You can also listen to this blog post as a podcast hosted by QCP’s Executive Director, Randy Estabrook. Listen now.

 

A brief history of the AWS

Firstly, it’s important to understand the Architectural Woodwork Standards. The AWS first edition came out in 2009, and this replaced the old Quality Illustrated Standards. Edition 2 was first published in 2014, and republished with corrections in 2016.

This second edition contains 12 different sections:

  1. Submittals
  2. Care & Storage
  3. Lumbar
  4. Sheet Products
  5. Finishing
  6. Interior & Exterior Millwork
  7. Stairwork & Rails
  8. Wall Surfacing
  9. Doors
  10. Casework
  11. Countertops
  12. Historic Restoration

 

AWI’s Versions of the Standards

AWI has recently issued AWI 100 (Submittals), AWI 200 (Care & Storage), and AWI 300 (Materials), which are AWI versions of the first four sections of the AWS. 

These new standards went into effect on March 15th, 2019. However, that doesn’t mean they’re in effect for every project, as it depends on the project specifications. 

If these AWI standards are contained in the specs, they’re in effect for any project bid after this date. 

 

A New Woodwork Installation Standard

AWI has also issued ANSI/AWI 0620 for finish carpentry and installation, which went into effect March 15th 2019. These are compliance requirements which supplant the installation criteria in sections six through 12 of the AWS. 

 

What’s Changed?

In most of the new versions, not too much has changed from the AWS. 

AWI 100 covers shop drawing and contains a few additional fields, for example the need to include duty levels (more on that below).
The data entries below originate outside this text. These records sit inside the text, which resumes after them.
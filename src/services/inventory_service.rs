// src/services/inventory_service.rs

use rust_decimal::Decimal;
use sqlx::{PgConnection, PgPool};
use uuid::Uuid;

use crate::{
    common::{
        error::AppError,
        validation::{exceeds_scale, QUANTITY_SCALE},
    },
    db::InventoryRepository,
    models::inventory::{
        AdjustStockPayload, Category, CreateCategoryPayload, CreateProductPayload, Product,
        StockDirection, StockMovement, StockMovementReason, StockMovementRequest,
        UpdateProductPayload,
    },
    models::parties::search_term,
};

/// Saldo depois do movimento. Saídas maiores que o saldo são recusadas,
/// assim como quantidades com mais casas do que a coluna guarda.
pub fn next_stock(
    product: &str,
    before: Decimal,
    direction: StockDirection,
    quantity: Decimal,
) -> Result<Decimal, AppError> {
    if quantity <= Decimal::ZERO {
        return Err(AppError::InvalidQuantity(quantity));
    }
    if exceeds_scale(&quantity, QUANTITY_SCALE) {
        return Err(AppError::PrecisionExceeded { value: quantity, scale: QUANTITY_SCALE });
    }
    match direction {
        StockDirection::In => Ok(before + quantity),
        StockDirection::Out if quantity > before => Err(AppError::InsufficientStock {
            product: product.to_string(),
            available: before,
            requested: quantity,
        }),
        StockDirection::Out => Ok(before - quantity),
    }
}

// Custo médio ponderado entre o estoque atual e a entrada
pub fn calculate_new_average_cost(
    current_qty: Decimal,
    current_avg: Decimal,
    incoming_qty: Decimal,
    incoming_cost: Decimal,
) -> Decimal {
    let total_current_value = current_qty * current_avg;
    let total_incoming_value = incoming_qty * incoming_cost;
    let new_total_qty = current_qty + incoming_qty;

    if new_total_qty <= Decimal::ZERO {
        return Decimal::ZERO;
    }
    (total_current_value + total_incoming_value) / new_total_qty
}

/// Ordena as linhas pelo produto antes de movimentar: transações concorrentes
/// travam as mesmas linhas de `products` sempre na mesma ordem.
pub fn sort_for_locking<T>(lines: &mut [T], product_id: impl Fn(&T) -> Uuid) {
    lines.sort_by_key(|line| product_id(line));
}

#[derive(Clone)]
pub struct InventoryService {
    inventory_repo: InventoryRepository,
    pool: PgPool,
}

impl InventoryService {
    pub fn new(inventory_repo: InventoryRepository, pool: PgPool) -> Self {
        Self { inventory_repo, pool }
    }

    // ---
    // Razão de estoque
    // ---

    /// Aplica um movimento dentro da transação do chamador:
    /// trava o produto, valida, grava o novo saldo e o histórico.
    pub async fn apply_stock_movement(
        &self,
        conn: &mut PgConnection,
        request: &StockMovementRequest<'_>,
        user_id: Uuid,
    ) -> Result<StockMovement, AppError> {
        let product = self
            .inventory_repo
            .lock_product(&mut *conn, request.product_id)
            .await?
            .ok_or(AppError::ResourceNotFound("product"))?;

        let before = product.current_stock;
        let after = next_stock(&product.name, before, request.direction, request.quantity)?;

        self.inventory_repo.set_stock(&mut *conn, product.id, after).await?;
        let movement = self
            .inventory_repo
            .insert_movement(&mut *conn, request, user_id, before, after)
            .await?;

        tracing::info!(
            "📦 Estoque {} {:?} {} ({} -> {})",
            product.id,
            request.direction,
            request.quantity,
            before,
            after
        );

        Ok(movement)
    }

    /// Entrada de compra: atualiza o custo médio antes do movimento.
    pub async fn receive_stock(
        &self,
        conn: &mut PgConnection,
        request: &StockMovementRequest<'_>,
        unit_cost: Decimal,
        user_id: Uuid,
    ) -> Result<StockMovement, AppError> {
        let product = self
            .inventory_repo
            .lock_product(&mut *conn, request.product_id)
            .await?
            .ok_or(AppError::ResourceNotFound("product"))?;

        let new_cost = calculate_new_average_cost(
            product.current_stock,
            product.cost_price,
            request.quantity,
            unit_cost,
        );
        self.inventory_repo.set_cost_price(&mut *conn, product.id, new_cost).await?;

        self.apply_stock_movement(conn, request, user_id).await
    }

    // ---
    // Catálogo
    // ---

    pub async fn list_categories(&self) -> Result<Vec<Category>, AppError> {
        self.inventory_repo.list_categories().await
    }

    pub async fn create_category(&self, payload: &CreateCategoryPayload) -> Result<Category, AppError> {
        self.inventory_repo.create_category(payload).await
    }

    pub async fn list_products(&self) -> Result<Vec<Product>, AppError> {
        self.inventory_repo.list_products().await
    }

    pub async fn search_products(&self, q: &str) -> Result<Vec<Product>, AppError> {
        match search_term(q) {
            Some(term) => self.inventory_repo.search_products(term).await,
            None => Ok(Vec::new()),
        }
    }

    pub async fn list_low_stock(&self) -> Result<Vec<Product>, AppError> {
        self.inventory_repo.list_low_stock().await
    }

    pub async fn get_product(&self, id: Uuid) -> Result<Product, AppError> {
        self.inventory_repo
            .find_product(&self.pool, id)
            .await?
            .ok_or(AppError::ResourceNotFound("product"))
    }

    pub async fn list_movements(&self, product_id: Uuid) -> Result<Vec<StockMovement>, AppError> {
        self.get_product(product_id).await?;
        self.inventory_repo.list_movements(product_id).await
    }

    /// Cria o produto e, se houver estoque inicial, lança um movimento INITIAL_STOCK.
    pub async fn create_product(&self, payload: &CreateProductPayload, user_id: Uuid) -> Result<Product, AppError> {
        let mut tx = self.pool.begin().await?;

        let product = self.inventory_repo.create_product(&mut *tx, payload).await?;

        if payload.initial_stock > Decimal::ZERO && !product.is_service {
            let request = StockMovementRequest {
                product_id: product.id,
                direction: StockDirection::In,
                quantity: payload.initial_stock,
                reason: StockMovementReason::InitialStock,
                unit_cost: Some(payload.cost_price),
                unit_price: None,
                reference_type: None,
                reference_id: None,
                notes: None,
            };
            self.apply_stock_movement(&mut *tx, &request, user_id).await?;
        }

        // Relê para devolver o saldo já atualizado
        let product = self
            .inventory_repo
            .find_product(&mut *tx, product.id)
            .await?
            .ok_or(AppError::ResourceNotFound("product"))?;

        tx.commit().await?;
        Ok(product)
    }

    pub async fn update_product(&self, id: Uuid, payload: &UpdateProductPayload) -> Result<Product, AppError> {
        self.inventory_repo.update_product(id, payload).await
    }

    pub async fn deactivate_product(&self, id: Uuid) -> Result<Product, AppError> {
        self.inventory_repo.deactivate_product(id).await
    }

    /// Ajuste manual (INCREASE / DECREASE / SET).
    pub async fn adjust_stock(
        &self,
        product_id: Uuid,
        payload: &AdjustStockPayload,
        user_id: Uuid,
    ) -> Result<StockMovement, AppError> {
        let mut tx = self.pool.begin().await?;

        let product = self
            .inventory_repo
            .lock_product(&mut *tx, product_id)
            .await?
            .ok_or(AppError::ResourceNotFound("product"))?;

        if product.is_service {
            return Err(AppError::InvalidDocumentState("SERVICE_PRODUCT".into()));
        }

        let (direction, quantity) = payload
            .mode
            .to_delta(product.current_stock, payload.quantity)
            .ok_or(AppError::ZeroAdjustment)?;

        let request = StockMovementRequest {
            product_id,
            direction,
            quantity,
            reason: StockMovementReason::Adjustment,
            unit_cost: None,
            unit_price: None,
            reference_type: Some("ADJUSTMENT"),
            reference_id: None,
            notes: payload.notes.as_deref(),
        };
        let movement = self.apply_stock_movement(&mut *tx, &request, user_id).await?;

        tx.commit().await?;
        Ok(movement)
    }
}

#[cfg(test)]
mod tests {
    use super::*;
    use rust_decimal_macros::dec;

    #[test]
    fn stock_in_adds_quantity() {
        assert_eq!(next_stock("Shirt", dec!(5), StockDirection::In, dec!(2.5)).unwrap(), dec!(7.5));
    }

    #[test]
    fn stock_out_cannot_go_negative() {
        assert_eq!(next_stock("Shirt", dec!(5), StockDirection::Out, dec!(5)).unwrap(), dec!(0));

        let err = next_stock("Shirt", dec!(5), StockDirection::Out, dec!(6)).unwrap_err();
        match err {
            AppError::InsufficientStock { product, available, requested } => {
                assert_eq!(product, "Shirt");
                assert_eq!(available, dec!(5));
                assert_eq!(requested, dec!(6));
            }
            other => panic!("erro inesperado: {other:?}"),
        }
    }

    #[test]
    fn non_positive_quantity_is_rejected() {
        assert!(matches!(
            next_stock("Shirt", dec!(5), StockDirection::In, dec!(0)),
            Err(AppError::InvalidQuantity(_))
        ));
        assert!(matches!(
            next_stock("Shirt", dec!(5), StockDirection::Out, dec!(-1)),
            Err(AppError::InvalidQuantity(_))
        ));
    }

    #[test]
    fn sub_milli_quantity_never_reaches_the_ledger() {
        // 0.0004 viraria 0.000 na coluna e quebraria o CHECK quantity > 0
        assert!(matches!(
            next_stock("Shirt", dec!(5), StockDirection::In, dec!(0.0004)),
            Err(AppError::PrecisionExceeded { scale: 3, .. })
        ));
        assert!(matches!(
            next_stock("Shirt", dec!(5), StockDirection::Out, dec!(1.2345)),
            Err(AppError::PrecisionExceeded { .. })
        ));
        assert_eq!(next_stock("Shirt", dec!(5), StockDirection::Out, dec!(1.250)).unwrap(), dec!(3.75));
    }

    #[test]
    fn movements_are_locked_in_product_order() {
        let (a, b, c) = (Uuid::from_u128(1), Uuid::from_u128(2), Uuid::from_u128(3));
        let mut lines = vec![(c, dec!(1)), (a, dec!(2)), (b, dec!(3)), (a, dec!(4))];
        sort_for_locking(&mut lines, |l| l.0);
        assert_eq!(lines, vec![(a, dec!(2)), (a, dec!(4)), (b, dec!(3)), (c, dec!(1))]);
    }

    #[test]
    fn average_cost_is_weighted_by_quantity() {
        // 10 a 20 + 30 a 40 = 1400 / 40 = 35
        assert_eq!(calculate_new_average_cost(dec!(10), dec!(20), dec!(30), dec!(40)), dec!(35));
        // Sem estoque anterior, vale o custo de entrada
        assert_eq!(calculate_new_average_cost(dec!(0), dec!(99), dec!(4), dec!(12.5)), dec!(12.5));
        assert_eq!(calculate_new_average_cost(dec!(0), dec!(10), dec!(0), dec!(10)), dec!(0));
    }
}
AWI 200 covers woodwork care and storage, and AWI 300 combines AWS sections three and four on lumbar and sheet products into one standard called Materials.

That means there shouldn’t be too much of an impact on woodworkers who are already complying with the AWS.

Indeed, if an architect specifies AWS Edition 2, that will be the standard applied, and the new standards won’t be in effect. Additionally, any AWS section that’s still current (i.e. the sections that AWI haven’t completed new versions of) will still be current in all specifications. 

 

The New Wood Casework Standard

As of June 1st, 2020, there’s also an AWI version of AWS Section 10, Casework. This standard, called ANSI/AWI 0641 – Architectural Wood Casework, does have some marked differences vs. the AWS casework section. As around 80% of all interior woodwork projects include casework, this is a pretty significant change. 

The differences:

  • Unlike AWS, which was very prescriptive, ANSI/AWI 0641 is open
  • It’s more about testing – you can build wood casework in the way you want, and then have it tested, either through AWI or at an independent lab. If it passes, you’re awarded a 1-4 duty level
  • AWI is offers drawings of cabinets that have successfully passed the duty levels on their website
  • AWI are currently only testing to duty level 3, and are determining the best construction methods for duty level 4
  • Casework will be tested on the cabinet, drawer box, and adjustable shelf construction. Whichever duty level is lowest, that’s the level for the whole construction
  • Duty levels must included in shop drawings so that woodworkers know which level is required (note that duty levels aren’t yet in MasterSpec, but should still be included)
  • During an inspection, a woodworker will need to show they comply with the specified duty level by supplying their test report and showing the inspector that it conforms to the drawings’ requirements, e.g. in thickness of materials, dowel spacing, back size, etc.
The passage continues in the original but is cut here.